Task statement
Please copy out every line in the entries that includes the word "signal".

<<<<

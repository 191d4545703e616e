#![deny(unsafe_code)]
#![deny(missing_docs)]
#![deny(rustdoc::broken_intra_doc_links)]

//! # Overview
//!
//! `ftp-server` is the concurrency and protocol-dispatch layer: the
//! [`registry::SessionRegistry`], the [`worker_pool::WorkerPool`], the
//! [`command`] parser, [`data_channel`] negotiation, the per-verb
//! [`handlers`], and the [`reactor::Reactor`] that ties them together into
//! a running daemon.
//!
//! # Design
//!
//! One reactor thread owns the `epoll` instance and the control-port
//! listen socket; it never blocks on anything but `epoll_wait`. Every
//! command that might block — reading a request, touching the
//! filesystem, streaming a transfer — runs on a worker thread pulled from
//! the [`worker_pool::WorkerPool`]. The two communicate only through the
//! [`registry::SessionRegistry`] and the reactor's `eventfd` wake-up
//! descriptor; there is no other shared mutable state.
//!
//! # Invariants
//!
//! - A session's `control_fd` is registered one-shot; the reactor never
//!   re-arms it until the worker handling the in-flight request finishes,
//!   so two requests on one session never run concurrently.
//! - `SIGINT` is unblocked only on the reactor thread; every worker thread
//!   masks it so the signal always reaches the reactor's handler.
//!
//! # Errors
//!
//! [`run`] returns [`error::ServerError`] for any setup failure (bind,
//! `epoll_create1`, `eventfd`, signal installation). Once running, handler
//! and framing errors are caught, logged, and translated into reply codes
//! rather than propagated — see [`error::reply_for_error`].

mod command;
/// ACTIVE/PASSIVE data-connection negotiation.
pub mod data_channel;
/// Handler-level error kinds and their mapping onto reply codes.
pub mod error;
/// Per-verb command handlers, dispatched by [`handlers::dispatch`].
pub mod handlers;
/// The epoll-driven reactor main loop.
pub mod reactor;
/// The single-lock, ordered [`registry::SessionRegistry`] of live sessions.
pub mod registry;
/// The fixed-size [`worker_pool::WorkerPool`] draining the task queue.
pub mod worker_pool;

use std::sync::Arc;

use ftp_core::ServerConfig;
use logging_sink::LogSink;

pub use error::ServerError;
pub use reactor::Reactor;

/// Builds and runs a reactor bound to `config.control_port` until `SIGINT`.
///
/// # Errors
///
/// Returns [`ServerError`] if any setup syscall fails.
pub fn run(config: ServerConfig, log: LogSink) -> Result<(), ServerError> {
    let reactor = Reactor::bind(Arc::new(config), log)?;
    reactor.run()
}
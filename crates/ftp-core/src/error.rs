//! Error kinds shared across the framing, session, and handler layers.

use std::io;
use std::path::PathBuf;

/// Top-level error kind propagated from framing up through command handlers.
///
/// Every non-[`Fatal`](FtpError::Fatal) variant is handled locally by the
/// caller: logged, translated into the appropriate reply code, and
/// swallowed. [`Fatal`](FtpError::Fatal) closes the offending session's
/// descriptors and removes it from the registry, but never aborts the
/// process outright (see `Reactor` in `ftp-server`).
#[derive(Debug, thiserror::Error)]
pub enum FtpError {
    /// A framing primitive was called with a missing buffer or a negative descriptor.
    #[error("invalid arguments: {0}")]
    InvalidArgs(&'static str),

    /// A framed header declared a length exceeding the message kind's maximum.
    #[error("frame length {len} exceeds the maximum of {max}")]
    InvalidLength {
        /// Length declared in the wire header.
        len: usize,
        /// Maximum permitted for this message kind.
        max: usize,
    },

    /// A send or receive loop failed in a way that is not recoverable.
    #[error("transmission failure: {0}")]
    TransmissionFailure(#[source] io::Error),

    /// A client-supplied path failed [`crate::path::validate_relative_path`].
    #[error("path rejected: {0}")]
    PathRejected(String),

    /// An underlying filesystem syscall failed.
    #[error("filesystem error on {path}: {source}")]
    FileSystemError {
        /// Path the failing operation targeted.
        path: PathBuf,
        /// Underlying OS error.
        #[source]
        source: io::Error,
    },

    /// Socket creation, bind, listen, or connect failed.
    #[error("resource unavailable: {0}")]
    ResourceUnavailable(#[source] io::Error),

    /// The session registry had no entry for a descriptor the caller expected to find.
    #[error("no session registered for descriptor {0}")]
    SessionMissing(i32),

    /// Unrecoverable condition; the affected session is torn down but the server keeps running.
    #[error("fatal session error: {0}")]
    Fatal(String),
}

impl FtpError {
    /// Wraps an [`io::Error`] encountered while operating on `path` as a [`FileSystemError`](Self::FileSystemError).
    pub fn fs(path: impl Into<PathBuf>, source: io::Error) -> Self {
        Self::FileSystemError {
            path: path.into(),
            source,
        }
    }

    /// Returns `true` if this error should tear down the session rather than
    /// simply be reported back to the peer on the control channel.
    #[must_use]
    pub const fn is_fatal(&self) -> bool {
        matches!(self, Self::Fatal(_))
    }
}

#[cfg(test)]
mod tests {
    use super::*;

    #[test]
    fn fatal_errors_report_is_fatal() {
        let err = FtpError::Fatal("registry corrupted".to_string());
        assert!(err.is_fatal());
    }

    #[test]
    fn non_fatal_errors_report_not_fatal() {
        let err = FtpError::SessionMissing(7);
        assert!(!err.is_fatal());
    }

    #[test]
    fn display_includes_descriptor_for_session_missing() {
        let err = FtpError::SessionMissing(42);
        assert!(err.to_string().contains("42"));
    }

    #[test]
    fn display_includes_both_lengths_for_invalid_length() {
        let err = FtpError::InvalidLength { len: 9000, max: 512 };
        let rendered = err.to_string();
        assert!(rendered.contains("9000"));
        assert!(rendered.contains("512"));
    }
}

>>>>

Response to the task
//!   masks it so the signal always reaches the reactor's handler.
//! `epoll_create1`, `eventfd`, signal installation). Once running, handler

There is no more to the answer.